All of these are, to varying degrees, significant. But what makes the Tuhoe claim especially difficult is that the tribe is seeking a major concession that departs radically from precedents set in other Waitangi settlements. After two years of negotiations, Tuhoe remains adamant that ownership of Te Urewera National Park is at the top of its agenda.
Equally adamant is the Government, with the Prime Minister yesterday explicitly ruling out this possibility.
If the Government were to concede, the resulting settlement would go far beyond any similar previous arrangements in which iwi have obtained significant areas of Department of Conservation land only to return them immediately as part of the deal. For instance, Ngai Tahu gave Aoraki/Mt Cook back to the nation after its settlement.
At a practical level, the Tuhoe claim seems to envisage something similar inasmuch as it promises that public access to some of the country's most beautiful land would not be compromised in any way. But, importantly, it goes much further in aiming to take over the ownership and financial management of the land from the department after a 10-year transition period.
Given the justice of its claim, there is no question that Tuhoe is in line for major concessions and a payment that will be close to the Tainui and Ngai Tahu settlements of $170 million each. All the most recent historical research suggests the Tuhoe people were treated exceptionally harshly and that they are owed a full apology and generous compensation.
For instance, historian Paul Moon said the Crown had what was almost a scorched-earth policy towards Tuhoe. "Villages were burned and crops were destroyed, but there was almost an ethnic cleansing in a way."
What Government negotiators have to weigh is whether this exceptionally harsh treatment - even by the standards of 19th century New Zealand - warrants a new benchmark being set in Treaty settlements in the 21st century.
The Government itself must also consider the likelihood that there would, indeed, be a significant backlash against a deal which would be seen by many as alienating more than 200,000 hectares of land from the nation and creating a new precedent to expand the scope of Treaty claims.
Although there has been strong support for Treaty settlements over the years, a deal such as the one suggested by Tuhoe may be seen as a bridge too far, not just for the Government but for the whole Treaty process.
Not surprisingly, then, John Key moved to end speculation about it yesterday. But in shutting one door he opened another by acknowledging that some compromise had to be found. This should be taken as an encouraging sign.
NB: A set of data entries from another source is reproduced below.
//! Operator control/status HTTP surface.

mod http;

pub use http::{create_router, ControlServer};
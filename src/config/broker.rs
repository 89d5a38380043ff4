//! Broker HTTP connection configuration, loaded from the environment.

use crate::error::EngineError;
use crate::infrastructure::broker;

/// `BROKER_API_BASE_URL` and `BROKER_API_KEY`, required per `spec.md` §6.
///
/// `spec.md` names only the REST surface; the three WebSocket stream URLs
/// (orders, positions, quotes) are this repo's addition, derived from
/// `base_url` by swapping the scheme to `ws`/`wss` unless overridden.
#[derive(Debug, Clone)]
pub struct BrokerConfig {
    /// Base URL for the broker's REST API.
    pub base_url: String,
    /// Bearer/`X-API-Key` credential.
    pub api_key: String,
    /// Order-stream WebSocket URL.
    pub orders_stream_url: String,
    /// Position-stream WebSocket URL.
    pub positions_stream_url: String,
    /// Quote-stream WebSocket URL.
    pub quotes_stream_url: String,
}

impl BrokerConfig {
    /// Loads from `BROKER_API_BASE_URL` / `BROKER_API_KEY`. Both are
    /// required; a missing value is a [`EngineError::ConfigError`] since
    /// there is no safe default for broker credentials. Stream URLs default
    /// to `base_url` with its scheme swapped to `ws`/`wss` and `/orders`,
    /// `/positions`, `/quotes` appended, overridable via
    /// `ORDERS_STREAM_URL`, `POSITIONS_STREAM_URL`, `QUOTES_STREAM_URL`.
    pub fn from_env() -> Result<Self, EngineError> {
        let base_url = std::env::var("BROKER_API_BASE_URL")
            .map_err(|_| EngineError::config_error("BROKER_API_BASE_URL is required"))?;
        let api_key = std::env::var("BROKER_API_KEY")
            .map_err(|_| EngineError::config_error("BROKER_API_KEY is required"))?;
        let ws_base = to_ws_scheme(&base_url);
        Ok(Self {
            orders_stream_url: super::env_or("ORDERS_STREAM_URL", &format!("{ws_base}/orders")),
            positions_stream_url: super::env_or(
                "POSITIONS_STREAM_URL",
                &format!("{ws_base}/positions"),
            ),
            quotes_stream_url: super::env_or("QUOTES_STREAM_URL", &format!("{ws_base}/quotes")),
            base_url,
            api_key,
        })
    }

    /// Builds the infrastructure-layer [`broker::BrokerConfig`] this config
    /// describes, with the spec-default retry policy.
    #[must_use]
    pub fn to_client_config(&self) -> broker::BrokerConfig {
        broker::BrokerConfig::new(self.base_url.clone(), self.api_key.clone())
    }
}

fn to_ws_scheme(base_url: &str) -> String {
    if let Some(rest) = base_url.strip_prefix("https://") {
        format!("wss://{rest}")
    } else if let Some(rest) = base_url.strip_prefix("http://") {
        format!("ws://{rest}")
    } else {
        base_url.to_string()
    }
}
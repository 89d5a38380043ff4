//! Reconnect/reconcile timing, tracker wait timing, and the trailing-stop
//! step configuration loader.

use std::time::Duration;

use rust_decimal_macros::dec;

use super::env_duration_ms;
use crate::error::EngineError;
use crate::models::{TrackerConfig, TrackerGroup, TrackerStep};

const DEFAULT_RECONNECT_WINDOW_MS: u64 = 30_000;
const DEFAULT_RECONCILE_COOLDOWN_MS: u64 = 5_000;
const DEFAULT_POSITION_WAIT_MS: u64 = 3_000;
const DEFAULT_POST_CREATE_CHECK_MS: u64 = 500;

/// `STOPLIMIT_RECONNECT_WINDOW_MS`, `RECONCILE_COOLDOWN_MS`.
#[derive(Debug, Clone)]
pub struct ReconciliationConfig {
    /// Window after a stream reconnect during which a buy fill is treated
    /// as a possible replay rather than a fresh fill.
    pub reconnect_window: Duration,
    /// Minimum interval between unprompted full-state reconciliations.
    pub reconcile_cooldown: Duration,
}

impl ReconciliationConfig {
    #[must_use]
    pub fn from_env() -> Self {
        Self {
            reconnect_window: env_duration_ms(
                "STOPLIMIT_RECONNECT_WINDOW_MS",
                DEFAULT_RECONNECT_WINDOW_MS,
            ),
            reconcile_cooldown: env_duration_ms(
                "RECONCILE_COOLDOWN_MS",
                DEFAULT_RECONCILE_COOLDOWN_MS,
            ),
        }
    }
}

/// `STOPLIMIT_POSITION_WAIT_MS`, `STOPLIMIT_POST_CREATE_CHECK_MS`.
#[derive(Debug, Clone)]
pub struct TrackerRuntimeConfig {
    /// How long `on_buy_filled` waits for the position to appear before
    /// giving up.
    pub position_wait: Duration,
    /// Delay before the post-creation duplicate-order verification check.
    pub post_create_check: Duration,
}

impl TrackerRuntimeConfig {
    #[must_use]
    pub fn from_env() -> Self {
        Self {
            position_wait: env_duration_ms("STOPLIMIT_POSITION_WAIT_MS", DEFAULT_POSITION_WAIT_MS),
            post_create_check: env_duration_ms(
                "STOPLIMIT_POST_CREATE_CHECK_MS",
                DEFAULT_POST_CREATE_CHECK_MS,
            ),
        }
    }
}

/// Loads the trailing-stop step configuration from a JSON file at `path`,
/// or falls back to a single built-in default group when `path` is `None`
/// or the file doesn't exist. Spec §6 leaves the ratchet steps
/// operator-tunable but doesn't name a storage format; JSON-on-disk with a
/// safe built-in default is this repo's choice, recorded in `DESIGN.md`.
pub fn load_tracker_config(path: Option<&str>) -> Result<TrackerConfig, EngineError> {
    let config = match path {
        Some(path) if std::path::Path::new(path).is_file() => {
            let raw = std::fs::read_to_string(path)
                .map_err(|error| EngineError::config_error(format!("reading {path}: {error}")))?;
            serde_json::from_str(&raw)
                .map_err(|error| EngineError::config_error(format!("parsing {path}: {error}")))?
        }
        _ => default_tracker_config(),
    };

    for group in &config.groups {
        if !group.is_well_formed() {
            return Err(EngineError::config_error(format!(
                "tracker group {} has non-monotonic steps",
                group.group_id
            )));
        }
    }

    Ok(config)
}

fn default_tracker_config() -> TrackerConfig {
    TrackerConfig {
        version: 1,
        groups: vec![TrackerGroup {
            group_id: "default".into(),
            min_price: dec!(0),
            max_price: dec!(1_000_000),
            enabled: true,
            initial_stop_price_offset: dec!(-0.20),
            steps: vec![
                TrackerStep {
                    pnl: dec!(1.00),
                    stop: dec!(0.00),
                },
                TrackerStep {
                    pnl: dec!(2.00),
                    stop: dec!(1.00),
                },
            ],
        }],
    }
}
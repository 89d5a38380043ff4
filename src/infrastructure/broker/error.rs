//! Broker HTTP error classification.

use thiserror::Error;

use crate::error::EngineError;

/// Broker HTTP adapter errors, classified by how the caller should react.
#[derive(Debug, Error)]
pub enum BrokerError {
    /// The HTTP request itself failed (connect/timeout/DNS) before a
    /// response was received.
    #[error("broker request failed: {0}")]
    Request(#[from] reqwest::Error),

    /// The broker responded with a status code that clears on its own:
    /// 429 (rate limited), 408, or 5xx.
    #[error("broker transient error (status {status}): {message}")]
    Transient {
        /// HTTP status code.
        status: u16,
        /// Response body, if any.
        message: String,
    },

    /// The broker responded with a status code that will not clear by
    /// retrying: 4xx other than 408/429.
    #[error("broker permanent error (status {status}): {message}")]
    Permanent {
        /// HTTP status code.
        status: u16,
        /// Response body, if any.
        message: String,
    },

    /// The response body did not parse as the expected JSON shape.
    #[error("broker response parse error: {0}")]
    Parse(#[from] serde_json::Error),

    /// Retries were exhausted without success.
    #[error("broker retries exhausted after {attempts} attempts")]
    RetriesExhausted {
        /// Number of attempts made.
        attempts: u32,
    },
}

impl BrokerError {
    /// Classifies an HTTP status code into a transient-vs-permanent
    /// [`BrokerError`], mirroring the broker status-code union named as
    /// authoritative for reconciliation purposes.
    #[must_use]
    pub fn from_status(status: u16, body: impl Into<String>) -> Self {
        let message = body.into();
        if matches!(status, 429 | 408 | 500 | 502 | 503 | 504) {
            Self::Transient { status, message }
        } else {
            Self::Permanent { status, message }
        }
    }

    /// True if this error should be retried with backoff.
    #[must_use]
    pub const fn is_retryable(&self) -> bool {
        matches!(self, Self::Transient { .. } | Self::Request(_))
    }
}

impl From<BrokerError> for EngineError {
    fn from(error: BrokerError) -> Self {
        match &error {
            BrokerError::Transient { .. } | BrokerError::Request(_) => {
                Self::transient_upstream(error)
            }
            BrokerError::RetriesExhausted { .. } => Self::transient_upstream(error),
            BrokerError::Permanent { .. } | BrokerError::Parse(_) => {
                Self::permanent_upstream(error)
            }
        }
    }
}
In its foreshore and seabed proposals, the Government has shown it is capable of coming up with a workable compromise - a third way - and it needs to apply some similar lateral thinking to this case. A perfect solution will never be found - compromises are never perfect. But it should be possible to come up with a balance between competing interests and sensibilities to provide a lasting outcome that works in an imperfect world.